TASK |
Look for "String" in the records and copy every line that has it.

Stored data entries:

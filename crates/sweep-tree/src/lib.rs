#![forbid(unsafe_code)]
//! Upstream tree-search contracts.
//!
//! The daemon reads filesystem metadata exclusively through the
//! [`TreeSearch`] trait: lower-bound extent-data lookups filtered by
//! metadata-page transid, root-item fetches, and root-backref
//! enumeration. The ioctl-backed implementation lives outside this
//! workspace; [`MemoryTree`] is the in-memory stand-in used by tests
//! and the harness.

use parking_lot::Mutex;
use std::collections::BTreeMap;
use sweep_error::{Result, SweepError};
use sweep_types::{ExtentItem, ExtentKind, FS_TREE_OBJECTID, InodeNum, ROOT_SUBVOL_RDONLY, RootId};

// ── Decoded root-tree entries ───────────────────────────────────────────────

/// Parsed subset of a root item.
#[derive(Debug, Clone, Copy, PartialEq, Eq)]
pub struct RootInfo {
    /// Generation recorded in the root item.
    pub transid: u64,
    /// Root flags.
    pub flags: u64,
}

impl RootInfo {
    #[must_use]
    pub fn read_only(&self) -> bool {
        self.flags & ROOT_SUBVOL_RDONLY != 0
    }
}

/// One root backref: which directory in which parent subvolume refers
/// to a given subvolume.
#[derive(Debug, Clone, PartialEq, Eq)]
pub struct RootBackref {
    pub root: RootId,
    pub parent: RootId,
    /// Inode of the containing directory inside the parent.
    pub dirid: u64,
    /// Name of the subvolume entry in that directory.
    pub name: String,
}

// ── The search contract ─────────────────────────────────────────────────────

/// Read-only metadata access used by the crawler, the coordinator, and
/// the path resolver.
///
/// The transid filter on the extent lookups applies to the *metadata
/// page* that carries an item, not to the extent item's own generation;
/// callers that need the item-generation window apply it themselves.
pub trait TreeSearch: Send + Sync {
    /// Filesystem block size in bytes.
    fn block_size(&self) -> u64;

    /// Fetch the root item for `root`, or `None` if the root is gone.
    fn root_item(&self, root: RootId) -> Result<Option<RootInfo>>;

    /// First extent-data item in subvolume `tree` at `objectid >=
    /// min_objectid`, restricted to metadata pages with transid `>=
    /// min_transid`. Items are ordered by `(objectid, offset)`.
    fn next_extent(
        &self,
        tree: RootId,
        min_objectid: u64,
        min_transid: u64,
    ) -> Result<Option<ExtentItem>>;

    /// First extent-data item of inode `ino` in subvolume `tree` at
    /// `offset >= min_offset`, with the same transid filter as
    /// [`next_extent`](Self::next_extent).
    fn next_extent_in_file(
        &self,
        tree: RootId,
        ino: InodeNum,
        min_offset: u64,
        min_transid: u64,
    ) -> Result<Option<ExtentItem>>;

    /// Smallest root objectid `>= min_root` that has a root backref, or
    /// `None` when exhausted. The filesystem tree root has no backref
    /// and is never returned here.
    fn next_root_backref(&self, min_root: u64) -> Result<Option<RootBackref>>;

    /// All backrefs naming `root`, in tree order.
    fn root_backrefs(&self, root: RootId) -> Result<Vec<RootBackref>>;
}

// ── In-memory implementation ────────────────────────────────────────────────

#[derive(Debug, Clone, Copy)]
struct MemExtent {
    kind: ExtentKind,
    bytenr: u64,
    logical_bytes: u64,
    generation: u64,
    /// Transid of the metadata page holding the item. Usually equal to
    /// `generation`, but an unrelated edit can rewrite the page.
    page_transid: u64,
}

#[derive(Debug, Default)]
struct MemSubvol {
    flags: u64,
    /// Backref into the parent, absent for the filesystem tree root.
    backref: Option<(RootId, u64, String)>,
    extents: BTreeMap<(u64, u64), MemExtent>,
}

#[derive(Debug)]
struct MemState {
    transid: u64,
    subvols: BTreeMap<u64, MemSubvol>,
    next_bytenr: u64,
    fail_searches: u32,
}

/// In-memory [`TreeSearch`] implementation.
///
/// Holds a mutable picture of one filesystem: a global transid, a set
/// of subvolumes with flags and backrefs, and per-subvolume extent
/// items. Mutators may be called while crawlers are live, mirroring a
/// filesystem that changes under the daemon.
#[derive(Debug)]
pub struct MemoryTree {
    block_size: u64,
    state: Mutex<MemState>,
}

impl MemoryTree {
    /// Create a tree with the filesystem root present and transid 1.
    #[must_use]
    pub fn new(block_size: u64) -> Self {
        let mut subvols = BTreeMap::new();
        subvols.insert(FS_TREE_OBJECTID, MemSubvol::default());
        Self {
            block_size,
            state: Mutex::new(MemState {
                transid: 1,
                subvols,
                next_bytenr: 1 << 20,
                fail_searches: 0,
            }),
        }
    }

    pub fn set_transid(&self, transid: u64) {
        self.state.lock().transid = transid;
    }

    pub fn bump_transid(&self, delta: u64) {
        self.state.lock().transid += delta;
    }

    /// Add a writable subvolume rooted directly under the filesystem tree.
    pub fn add_subvol(&self, root: RootId, name: &str) {
        self.add_subvol_at(
            root,
            RootId(FS_TREE_OBJECTID),
            sweep_types::FIRST_FREE_OBJECTID,
            name,
            0,
        );
    }

    /// Add a read-only subvolume rooted directly under the filesystem tree.
    pub fn add_subvol_ro(&self, root: RootId, name: &str) {
        self.add_subvol_at(
            root,
            RootId(FS_TREE_OBJECTID),
            sweep_types::FIRST_FREE_OBJECTID,
            name,
            ROOT_SUBVOL_RDONLY,
        );
    }

    /// Add a subvolume with an explicit parent backref and flags.
    pub fn add_subvol_at(&self, root: RootId, parent: RootId, dirid: u64, name: &str, flags: u64) {
        let mut state = self.state.lock();
        state.subvols.insert(
            root.0,
            MemSubvol {
                flags,
                backref: Some((parent, dirid, name.to_owned())),
                extents: BTreeMap::new(),
            },
        );
    }

    /// Drop a subvolume entirely (as if deleted).
    pub fn remove_subvol(&self, root: RootId) {
        self.state.lock().subvols.remove(&root.0);
    }

    pub fn set_subvol_flags(&self, root: RootId, flags: u64) {
        if let Some(subvol) = self.state.lock().subvols.get_mut(&root.0) {
            subvol.flags = flags;
        }
    }

    /// Add a regular extent reference; the physical address is assigned
    /// automatically and the page transid equals the item generation.
    pub fn add_extent(&self, root: RootId, ino: u64, offset: u64, len: u64, generation: u64) {
        let bytenr = {
            let mut state = self.state.lock();
            let bytenr = state.next_bytenr;
            state.next_bytenr += len.max(self.block_size);
            bytenr
        };
        self.add_extent_raw(root, ino, offset, ExtentKind::Regular, bytenr, len, generation, generation);
    }

    /// Add a hole reference (`bytenr == 0`).
    pub fn add_hole(&self, root: RootId, ino: u64, offset: u64, len: u64, generation: u64) {
        self.add_extent_raw(root, ino, offset, ExtentKind::Regular, 0, len, generation, generation);
    }

    pub fn add_inline(&self, root: RootId, ino: u64, offset: u64, len: u64, generation: u64) {
        self.add_extent_raw(root, ino, offset, ExtentKind::Inline, 0, len, generation, generation);
    }

    pub fn add_prealloc(&self, root: RootId, ino: u64, offset: u64, len: u64, generation: u64) {
        let bytenr = {
            let mut state = self.state.lock();
            let bytenr = state.next_bytenr;
            state.next_bytenr += len.max(self.block_size);
            bytenr
        };
        self.add_extent_raw(root, ino, offset, ExtentKind::Prealloc, bytenr, len, generation, generation);
    }

    /// Full-control insert, including a page transid different from the
    /// item generation (an old item on a freshly rewritten page).
    #[expect(clippy::too_many_arguments)]
    pub fn add_extent_raw(
        &self,
        root: RootId,
        ino: u64,
        offset: u64,
        kind: ExtentKind,
        bytenr: u64,
        logical_bytes: u64,
        generation: u64,
        page_transid: u64,
    ) {
        let mut state = self.state.lock();
        if let Some(subvol) = state.subvols.get_mut(&root.0) {
            subvol.extents.insert(
                (ino, offset),
                MemExtent {
                    kind,
                    bytenr,
                    logical_bytes,
                    generation,
                    page_transid,
                },
            );
        }
    }

    /// Make the next `n` searches fail with a transient error.
    pub fn fail_searches(&self, n: u32) {
        self.state.lock().fail_searches = n;
    }

    fn check_injected_failure(&self, state: &mut MemState, root: RootId) -> Result<()> {
        if state.fail_searches > 0 {
            state.fail_searches -= 1;
            return Err(SweepError::Search {
                root: root.0,
                detail: "injected search failure".to_owned(),
            });
        }
        Ok(())
    }

    fn item_from(entry: (&(u64, u64), &MemExtent)) -> ExtentItem {
        let (&(ino, offset), ext) = entry;
        ExtentItem {
            objectid: ino,
            offset,
            kind: ext.kind,
            bytenr: ext.bytenr,
            logical_bytes: ext.logical_bytes,
            generation: ext.generation,
        }
    }
}

impl TreeSearch for MemoryTree {
    fn block_size(&self) -> u64 {
        self.block_size
    }

    fn root_item(&self, root: RootId) -> Result<Option<RootInfo>> {
        let state = self.state.lock();
        if root.0 == sweep_types::EXTENT_TREE_OBJECTID {
            return Ok(Some(RootInfo {
                transid: state.transid,
                flags: 0,
            }));
        }
        Ok(state.subvols.get(&root.0).map(|subvol| RootInfo {
            transid: state.transid,
            flags: subvol.flags,
        }))
    }

    fn next_extent(
        &self,
        tree: RootId,
        min_objectid: u64,
        min_transid: u64,
    ) -> Result<Option<ExtentItem>> {
        let mut state = self.state.lock();
        self.check_injected_failure(&mut state, tree)?;
        let Some(subvol) = state.subvols.get(&tree.0) else {
            return Err(SweepError::NotFound(format!("subvol {tree}")));
        };
        Ok(subvol
            .extents
            .range((min_objectid, 0)..)
            .find(|(_, ext)| ext.page_transid >= min_transid)
            .map(Self::item_from))
    }

    fn next_extent_in_file(
        &self,
        tree: RootId,
        ino: InodeNum,
        min_offset: u64,
        min_transid: u64,
    ) -> Result<Option<ExtentItem>> {
        let mut state = self.state.lock();
        self.check_injected_failure(&mut state, tree)?;
        let Some(subvol) = state.subvols.get(&tree.0) else {
            return Err(SweepError::NotFound(format!("subvol {tree}")));
        };
        Ok(subvol
            .extents
            .range((ino.0, min_offset)..=(ino.0, u64::MAX))
            .find(|(_, ext)| ext.page_transid >= min_transid)
            .map(Self::item_from))
    }

    fn next_root_backref(&self, min_root: u64) -> Result<Option<RootBackref>> {
        let state = self.state.lock();
        Ok(state
            .subvols
            .range(min_root..)
            .find_map(|(&root, subvol)| {
                subvol.backref.as_ref().map(|(parent, dirid, name)| RootBackref {
                    root: RootId(root),
                    parent: *parent,
                    dirid: *dirid,
                    name: name.clone(),
                })
            }))
    }

    fn root_backrefs(&self, root: RootId) -> Result<Vec<RootBackref>> {
        let state = self.state.lock();
        Ok(state
            .subvols
            .get(&root.0)
            .and_then(|subvol| subvol.backref.as_ref())
            .map(|(parent, dirid, name)| RootBackref {
                root,
                parent: *parent,
                dirid: *dirid,
                name: name.clone(),
            })
            .into_iter()
            .collect())
    }
}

FINISHED EXERCISE |
    pub name: String,
    backref: Option<(RootId, u64, String)>,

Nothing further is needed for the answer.